### DATASET CONTENT
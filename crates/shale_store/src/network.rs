//! RESP listener and per-session I/O loops.
//!
//! The listener is prepared (bound) early in startup but only starts
//! accepting when `run` is called, strictly last. Each accepted socket gets
//! an owned session task that frames RESP commands, feeds the dispatcher,
//! writes replies, and drains the out-of-band channel used by the monitor
//! broadcast.

use std::net::SocketAddr;
use std::sync::atomic::Ordering;
use std::sync::{Arc, Mutex, Weak};
use std::time::Instant;

use anyhow::Context;
use bytes::Bytes;
use futures_util::StreamExt;
use redis_protocol::codec::Resp2;
use redis_protocol::error::RedisProtocolError;
use redis_protocol::resp2::types::BytesFrame;
use tokio::io::AsyncWriteExt;
use tokio::net::{TcpListener, TcpStream};
use tokio::sync::{mpsc, watch};
use tokio::task::JoinHandle;
use tokio_util::codec::Framed;

use crate::error::{Error, Result};
use crate::server::{DispatchOutcome, Server};
use crate::session::SessionHandle;

/// A connection in replication custody keeps its codec.
pub type ReplicaConn = Framed<TcpStream, Resp2>;

/// The session's connection, with the capability to yield the underlying
/// socket. Once borrowed the session is terminally detached: the framework
/// never reads or writes that socket again.
pub struct SessionConn {
    framed: Option<Framed<TcpStream, Resp2>>,
}

impl SessionConn {
    fn new(framed: Framed<TcpStream, Resp2>) -> Self {
        Self {
            framed: Some(framed),
        }
    }

    /// Transfer socket ownership to the caller.
    pub fn borrow_conn(&mut self) -> Result<ReplicaConn> {
        self.framed
            .take()
            .ok_or_else(|| Error::network("connection already detached"))
    }

    pub fn is_detached(&self) -> bool {
        self.framed.is_none()
    }

    async fn next_frame(&mut self) -> Option<std::result::Result<BytesFrame, RedisProtocolError>> {
        match self.framed.as_mut() {
            Some(framed) => framed.next().await,
            None => None,
        }
    }

    async fn write_raw(&mut self, payload: &[u8]) -> std::io::Result<()> {
        let Some(framed) = self.framed.as_mut() else {
            return Err(std::io::Error::new(
                std::io::ErrorKind::NotConnected,
                "session detached",
            ));
        };
        let stream = framed.get_mut();
        stream.write_all(payload).await?;
        stream.flush().await
    }
}

pub struct Network {
    local_addr: SocketAddr,
    listener: Mutex<Option<TcpListener>>,
    accept_task: Mutex<Option<JoinHandle<()>>>,
    shutdown: watch::Sender<bool>,
}

impl Network {
    /// Bind the listen socket without accepting yet.
    pub fn prepare(bind_ip: &str, port: u16) -> anyhow::Result<Arc<Network>> {
        let std_listener = std::net::TcpListener::bind((bind_ip, port))
            .with_context(|| format!("bind {bind_ip}:{port}"))?;
        std_listener
            .set_nonblocking(true)
            .context("set listener nonblocking")?;
        let listener = TcpListener::from_std(std_listener).context("register listener")?;
        let local_addr = listener.local_addr().context("listener local addr")?;
        let (shutdown, _) = watch::channel(false);
        Ok(Arc::new(Network {
            local_addr,
            listener: Mutex::new(Some(listener)),
            accept_task: Mutex::new(None),
            shutdown,
        }))
    }

    pub fn local_addr(&self) -> SocketAddr {
        self.local_addr
    }

    /// Start accepting connections.
    pub fn run(&self, server: Weak<Server>) -> Result<()> {
        let listener = self
            .listener
            .lock()
            .unwrap()
            .take()
            .ok_or_else(|| Error::internal("network already running"))?;
        let mut shutdown = self.shutdown.subscribe();
        let task = tokio::spawn(async move {
            loop {
                tokio::select! {
                    _ = shutdown.changed() => break,
                    accepted = listener.accept() => {
                        match accepted {
                            Ok((socket, remote)) => {
                                let Some(server) = server.upgrade() else { break };
                                let _ = socket.set_nodelay(true);
                                server.net_matrix().conn_created.fetch_add(1, Ordering::Relaxed);
                                spawn_session(&server, socket, remote);
                            }
                            Err(err) => {
                                tracing::warn!(error = %err, "accept failed");
                            }
                        }
                    }
                }
            }
            tracing::debug!("acceptor exits");
        });
        *self.accept_task.lock().unwrap() = Some(task);
        Ok(())
    }

    /// Refuse new connections and join the acceptor.
    pub async fn stop(&self) {
        let _ = self.shutdown.send(true);
        *self.listener.lock().unwrap() = None;
        let task = self.accept_task.lock().unwrap().take();
        if let Some(task) = task {
            if let Err(err) = task.await {
                tracing::warn!(error = ?err, "acceptor join failed");
            }
        }
    }
}

fn spawn_session(server: &Arc<Server>, socket: TcpStream, remote: SocketAddr) {
    let id = server.next_session_id();
    let (out_tx, out_rx) = mpsc::unbounded_channel();
    let (cancel_tx, cancel_rx) = watch::channel(false);
    let handle = SessionHandle::new(id, remote, out_tx, Arc::new(cancel_tx));
    let runner = SessionRunner {
        server: Arc::downgrade(server),
        handle: handle.clone(),
        conn: SessionConn::new(Framed::new(socket, Resp2::default())),
        out_rx,
        cancel_rx,
    };
    if !server.add_session(handle, runner) {
        server.stat().rejected_conn.fetch_add(1, Ordering::Relaxed);
    }
}

/// Owns one session's socket and drives its read/dispatch/write loop.
pub struct SessionRunner {
    server: Weak<Server>,
    handle: SessionHandle,
    conn: SessionConn,
    out_rx: mpsc::UnboundedReceiver<Bytes>,
    cancel_rx: watch::Receiver<bool>,
}

impl SessionRunner {
    /// The driving edge of the session state machine.
    pub fn start(self) {
        tokio::spawn(self.run());
    }

    async fn run(mut self) {
        let id = self.handle.id;
        loop {
            tokio::select! {
                _ = self.cancel_rx.changed() => break,
                line = self.out_rx.recv() => {
                    let Some(line) = line else { break };
                    if self.conn.write_raw(&line).await.is_err() {
                        break;
                    }
                    if let Some(server) = self.server.upgrade() {
                        server.stat().net_output_bytes.fetch_add(line.len() as u64, Ordering::Relaxed);
                    }
                }
                frame = self.conn.next_frame() => {
                    let Some(server) = self.server.upgrade() else { break };
                    match frame {
                        None => break,
                        Some(Err(err)) => {
                            server.net_matrix().invalid_packets.fetch_add(1, Ordering::Relaxed);
                            tracing::debug!(session_id = id, error = %err, "bad RESP frame");
                            let _ = self.conn.write_raw(b"-ERR Protocol error\r\n").await;
                            break;
                        }
                        Some(Ok(frame)) => {
                            let args = match parse_args(frame, server.cfg().proto_max_bulk_len) {
                                Ok(Some(args)) => args,
                                Ok(None) => continue,
                                Err(msg) => {
                                    server.net_matrix().invalid_packets.fetch_add(1, Ordering::Relaxed);
                                    let _ = self
                                        .conn
                                        .write_raw(format!("-ERR Protocol error: {msg}\r\n").as_bytes())
                                        .await;
                                    break;
                                }
                            };
                            server
                                .stat()
                                .net_input_bytes
                                .fetch_add(resp2_encoded_len(&args), Ordering::Relaxed);
                            match server.process_request(&self.handle, &args, &mut self.conn).await {
                                DispatchOutcome::Reply(reply) => {
                                    let started = Instant::now();
                                    if self.conn.write_raw(&reply).await.is_err() {
                                        break;
                                    }
                                    server.req_matrix().send_packet_cost_ns.fetch_add(
                                        started.elapsed().as_nanos() as u64,
                                        Ordering::Relaxed,
                                    );
                                    server
                                        .stat()
                                        .net_output_bytes
                                        .fetch_add(reply.len() as u64, Ordering::Relaxed);
                                    if self.handle.ctx.close_after_reply() {
                                        break;
                                    }
                                }
                                // The socket belongs to replication now.
                                DispatchOutcome::Detached => break,
                                DispatchOutcome::Closed => break,
                            }
                        }
                    }
                }
            }
        }
        if let Some(server) = self.server.upgrade() {
            server.net_matrix().conn_released.fetch_add(1, Ordering::Relaxed);
            server.end_session(id);
        }
    }
}

/// Flatten a RESP array frame into an argument vector.
fn parse_args(
    frame: BytesFrame,
    max_bulk_len: usize,
) -> std::result::Result<Option<Vec<Vec<u8>>>, String> {
    let BytesFrame::Array(parts) = frame else {
        return Err("expected array".to_string());
    };
    if parts.is_empty() {
        return Ok(None);
    }
    let mut args = Vec::with_capacity(parts.len());
    for part in parts {
        let arg = match part {
            BytesFrame::BulkString(b) | BytesFrame::SimpleString(b) => b.to_vec(),
            _ => return Err("expected bulk string".to_string()),
        };
        if arg.len() > max_bulk_len {
            return Err("invalid bulk length".to_string());
        }
        args.push(arg);
    }
    Ok(Some(args))
}

/// Wire size of the RESP2 encoding of an argument vector.
fn resp2_encoded_len(args: &[Vec<u8>]) -> u64 {
    fn digits(mut n: usize) -> usize {
        let mut d = 1;
        while n >= 10 {
            n /= 10;
            d += 1;
        }
        d
    }
    let mut total = 1 + digits(args.len()) + 2;
    for arg in args {
        total += 1 + digits(arg.len()) + 2 + arg.len() + 2;
    }
    total as u64
}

### TRY IT
Count the lines in the material containing the string "BytesFrame", and state the number with nothing added.

### SOLUTION FOR THIS PROBLEM
5